The most obvious comparison machine is the Dell XPS 15, which is almost just as fast as the ZenBook Pro 15 and offers a better display and much better battery life. The Dell is more conservatively designed but also more robust all around, and it’s more expensive when configured with the Core i9 at $2,960 (on sale for $2,830). But that also brings 32GB of RAM and a 1GB SSD to go with the 4K display, and Dell often has sales that bring prices down significantly.
If you’re looking for a more gaming-oriented option, then don’t discount the Razer Blade 15. You’ll get an equally good-looking notebook that’s not so conservatively designed as the XPS 15, and you’ll also benefit from a much faster Nvidia GeForce GTX 1060 or GTX 1070 GPU. Plan to spend well over $2,500, though, if you try to match the CPU.

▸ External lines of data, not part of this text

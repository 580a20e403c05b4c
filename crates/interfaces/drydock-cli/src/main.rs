use camino::Utf8PathBuf;
use clap::{Parser, Subcommand};
use drydock_cli::{commands, profiles};
use tracing::Level;
use tracing_subscriber::FmtSubscriber;

#[derive(Parser)]
#[command(author, version, about)]
struct Cli {
    #[arg(short, long, global = true)]
    verbose: bool,
    #[command(subcommand)]
    command: Commands,
}

#[derive(Subcommand)]
enum Commands {
    /// Manage profiles (saved service/output pairs)
    Profile {
        #[command(subcommand)]
        command: ProfileCommands,
    },
    /// Mirror every matching design file into the export root
    Export {
        #[arg(long)]
        service_url: Option<String>,
        #[arg(long, required_unless_present = "profile")]
        root: Option<Utf8PathBuf>,
        #[arg(short, long, help = "Use settings from a named profile")]
        profile: Option<String>,
        #[arg(long, default_value = drydock_config::DEFAULT_EXPORT_FORMAT)]
        format: String,
        #[arg(
            long,
            default_value_t = drydock_config::DEFAULT_STABILIZATION_DELAY_MS,
            help = "Settling delay around open/activate/close, in milliseconds"
        )]
        delay_ms: u64,
        #[arg(long, help = "Re-export files that already exist locally")]
        force: bool,
    },
    /// Show what an export would do without opening any documents
    Plan {
        #[arg(long)]
        service_url: Option<String>,
        #[arg(long, required_unless_present = "profile")]
        root: Option<Utf8PathBuf>,
        #[arg(short, long, help = "Use settings from a named profile")]
        profile: Option<String>,
        #[arg(long, default_value = drydock_config::DEFAULT_EXPORT_FORMAT)]
        format: String,
    },
    /// Print the remote hub/project/folder hierarchy
    Tree {
        #[arg(long)]
        service_url: Option<String>,
        #[arg(short, long, help = "Use settings from a named profile")]
        profile: Option<String>,
        #[arg(short, long, help = "Save the JSON snapshot to a file")]
        output: Option<Utf8PathBuf>,
    },
}

#[derive(Subcommand)]
enum ProfileCommands {
    List,
    Add {
        #[arg(long, help = "Unique slug ID for the profile")]
        id: String,
        name: String,
        service_url: String,
        export_root: Utf8PathBuf,
    },
    Remove {
        name: String,
    },
}

/// Profile settings win wholesale over flag defaults when given.
fn resolve_target(
    service_url: Option<String>,
    root: Option<Utf8PathBuf>,
    profile: Option<String>,
) -> anyhow::Result<(String, Utf8PathBuf, Option<String>)> {
    if let Some(name) = profile {
        let p = profiles::ProfileManager::new().find(&name)?;
        Ok((p.service_url, Utf8PathBuf::from(p.export_root), Some(p.id)))
    } else {
        Ok((
            resolve_service_url(service_url, None)?,
            root.expect("clap enforces --root without --profile"),
            None,
        ))
    }
}

/// Same resolution for commands that only need a service URL.
fn resolve_service_url(
    service_url: Option<String>,
    profile: Option<String>,
) -> anyhow::Result<String> {
    if let Some(name) = profile {
        return Ok(profiles::ProfileManager::new().find(&name)?.service_url);
    }
    Ok(service_url.unwrap_or_else(|| drydock_config::DEFAULT_SERVICE_URL.to_string()))
}

// Current-thread runtime: the walk is one sequential call chain with never
// more than one in-flight service operation.
#[tokio::main(flavor = "current_thread")]
async fn main() -> anyhow::Result<()> {
    let cli = Cli::parse();
    let level = if cli.verbose {
        Level::DEBUG
    } else {
        Level::INFO
    };
    let subscriber = FmtSubscriber::builder().with_max_level(level).finish();
    tracing::subscriber::set_global_default(subscriber).expect("default subscriber");

    match cli.command {
        Commands::Profile { command } => match command {
            ProfileCommands::List => profiles::handle_list()?,
            ProfileCommands::Add {
                id,
                name,
                service_url,
                export_root,
            } => profiles::handle_add(id, name, service_url, export_root)?,
            ProfileCommands::Remove { name } => profiles::handle_remove(name)?,
        },
        Commands::Export {
            service_url,
            root,
            profile,
            format,
            delay_ms,
            force,
        } => {
            let (service_url, root, profile_id) = resolve_target(service_url, root, profile)?;
            commands::cmd_export(service_url, root, format, delay_ms, force, profile_id).await?;
        }
        Commands::Plan {
            service_url,
            root,
            profile,
            format,
        } => {
            let (service_url, root, _profile_id) = resolve_target(service_url, root, profile)?;
            commands::cmd_plan(service_url, root, format).await?;
        }
        Commands::Tree {
            service_url,
            profile,
            output,
        } => {
            let service_url = resolve_service_url(service_url, profile)?;
            commands::cmd_tree(service_url, output).await?;
        }
    }

    Ok(())
}
use camino::Utf8Path;

/// Idempotent directory creation, missing parents included. Failures are the
/// caller's problem: there is no mirrored destination to fall back to.
pub fn ensure_dir(path: &Utf8Path) -> std::io::Result<()> {
    std::fs::create_dir_all(path.as_std_path())
}

/// Skip-rule predicate: the target already exists and has content. A
/// zero-byte leftover does not count as exported.
pub fn has_nonzero_size(path: &Utf8Path) -> bool {
    std::fs::metadata(path.as_std_path())
        .map(|m| m.len() > 0)
        .unwrap_or(false)
}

Finally, there’s another 15-inch player coming from a slightly unexpected source. We’re talking about the Lenovo ThinkPad X1 Extreme, which will offer the absolute latest Intel six-core CPUs and a GTX 1050 Ti Max Q GPU. That’s more power than we’ve seen packed into the ThinkPad’s iconic and rugged design, making the X1 Extreme a viable option in this notebook class.
How long will it last?
The ZenBook Pro 15 has a robust design and up-to-date components, and so should provide years of operation. Asus adds a year of accident and spill protection to its standard one-year warranty, which is a real plus.
Should you buy it?
No. The ZenBook Pro 15 doesn’t offer any performance advantage over competitors, has mediocre battery life, and a poorly calibrated display. And for now, the ScreenPad is too buggy and limited to live up to its potential.